Partial Conditional Fee Agreement

A partial conditional fee agreement (PCFA) is a legal contract where the lawyer`s fee is contingent on the outcome of the lawsuit. In other words, the lawyer only gets paid if the client wins the case. However, the client is still responsible for paying some of the legal fees, even if they lose the case.

PCFAs are often used for personal injury cases and other litigation matters where the client cannot afford to pay legal fees upfront. They provide an alternative to traditional billing methods, such as hourly rates, which can be expensive and prohibitive for many clients.

Under a PCFA, the lawyer and client agree on a reduced fee upfront, which is usually a percentage of the total legal fees. If the client wins, the lawyer receives a higher fee, which includes the reduced fee and a success fee. The success fee is usually a percentage of the damages awarded to the client.

If the client loses the case, they are still responsible for paying the reduced fee, as well as any other legal fees that were incurred during the litigation. Depending on the terms of the PCFA, the client may also be required to pay the success fee if the case was lost due to their negligence or failure to comply with the lawyer`s advice.
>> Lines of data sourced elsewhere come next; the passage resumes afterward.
use super::{read_query_tokens, replace_query_tokens, AnchorRule, Descriptor, Site, SiteAdapter};
use crate::dates::{DateRange, NormalizedDate};
use crate::dom::Dom;
use crate::errors::WeekSearchError;
use crate::query::{delete_param, get_param, set_param};
use crate::theme::{detect_scheme, Density, Palette};
use regex::Regex;
use std::sync::LazyLock;
use tracing::debug;
use url::Url;

const QUERY_PARAM: &str = "q";

static DESCRIPTOR: Descriptor = Descriptor {
    site: Site::Twitter,
    display_name: "Twitter",
    search_form_selector: r#"button[aria-label="More"]"#,
    search_button_selector: r#"button[aria-label="More"]"#,
    accent_color: "#1DA1F2",
    icon_size: "24px",
    settle_delay_ms: 1500,
    anchor_rule: AnchorRule::Overlay {
        container_depth: 2,
        right: "45px",
    },
};

static DATE_TOKENS: LazyLock<Regex> = LazyLock::new(|| {
    Regex::new(r"\s*(?:since|until):\d{4}-\d{2}-\d{2}").expect("date token regex should compile")
});
static SINCE_TOKEN: LazyLock<Regex> = LazyLock::new(|| {
    Regex::new(r"since:(\d{4}-\d{2}-\d{2})").expect("since token regex should compile")
});
static UNTIL_TOKEN: LazyLock<Regex> = LazyLock::new(|| {
    Regex::new(r"until:(\d{4}-\d{2}-\d{2})").expect("until token regex should compile")
});

#[derive(Debug, Clone, Copy, Default)]
pub struct TwitterAdapter;

impl SiteAdapter for TwitterAdapter {
    fn descriptor(&self) -> &'static Descriptor {
        &DESCRIPTOR
    }

    fn matches(&self, host: &str, _path: &str) -> bool {
        host.contains("twitter") || host == "x.com" || host.ends_with(".x.com")
    }

    fn format_for_wire(&self, date: NormalizedDate) -> String {
        date.to_string()
    }

    fn parse_from_wire(&self, value: &str) -> Result<NormalizedDate, WeekSearchError> {
        value.parse()
    }

    fn read_existing_range(
        &self,
        url: &Url,
        _page: &dyn Dom,
        _today: NormalizedDate,
    ) -> Result<Option<DateRange>, WeekSearchError> {
        let from_query = match get_param(url, QUERY_PARAM) {
            Some(query) => read_query_tokens(&query, &SINCE_TOKEN, &UNTIL_TOKEN, QUERY_PARAM),
            None => Ok(None),
        };
        let query_err = match from_query {
            Ok(Some(range)) => return Ok(Some(range)),
            Ok(None) => None,
            Err(err) => {
                debug!("{err}; trying the since/until params");
                Some(err)
            }
        };

        let (Some(since), Some(until)) = (get_param(url, "since"), get_param(url, "until")) else {
            return query_err.map_or(Ok(None), Err);
        };
        let start = self
            .parse_from_wire(&since)
            .map_err(|_| WeekSearchError::malformed("since", since.clone()))?;
        let end = self
            .parse_from_wire(&until)
            .map_err(|_| WeekSearchError::malformed("until", until.clone()))?;
        Ok(Some(DateRange::new(start, end)))
    }

    fn write_range(&self, url: &Url, range: DateRange) -> Url {
        let query = get_param(url, QUERY_PARAM).unwrap_or_default();
        let tokens = format!(
            "since:{} until:{}",
            self.format_for_wire(range.start),
            self.format_for_wire(range.end)
        );
        let rewritten = replace_query_tokens(&query, &DATE_TOKENS, &tokens);
        let cleared = delete_param(&delete_param(url, "since"), "until");
        set_param(&cleared, QUERY_PARAM, &rewritten)
    }

    fn palette(&self, page: &dyn Dom) -> Palette {
        Palette::new(detect_scheme(page), Density::Compact)
    }
}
It`s important to note that PCFAs are subject to regulation by the Solicitors Regulation Authority (SRA) in the UK. The SRA requires lawyers to provide clients with clear, transparent information about their fees and the potential outcomes of their case.

In summary, a partial conditional fee agreement can be an attractive option for clients who cannot afford to pay legal fees upfront. However, it`s important to carefully review the terms of the agreement and discuss any concerns with your lawyer before signing.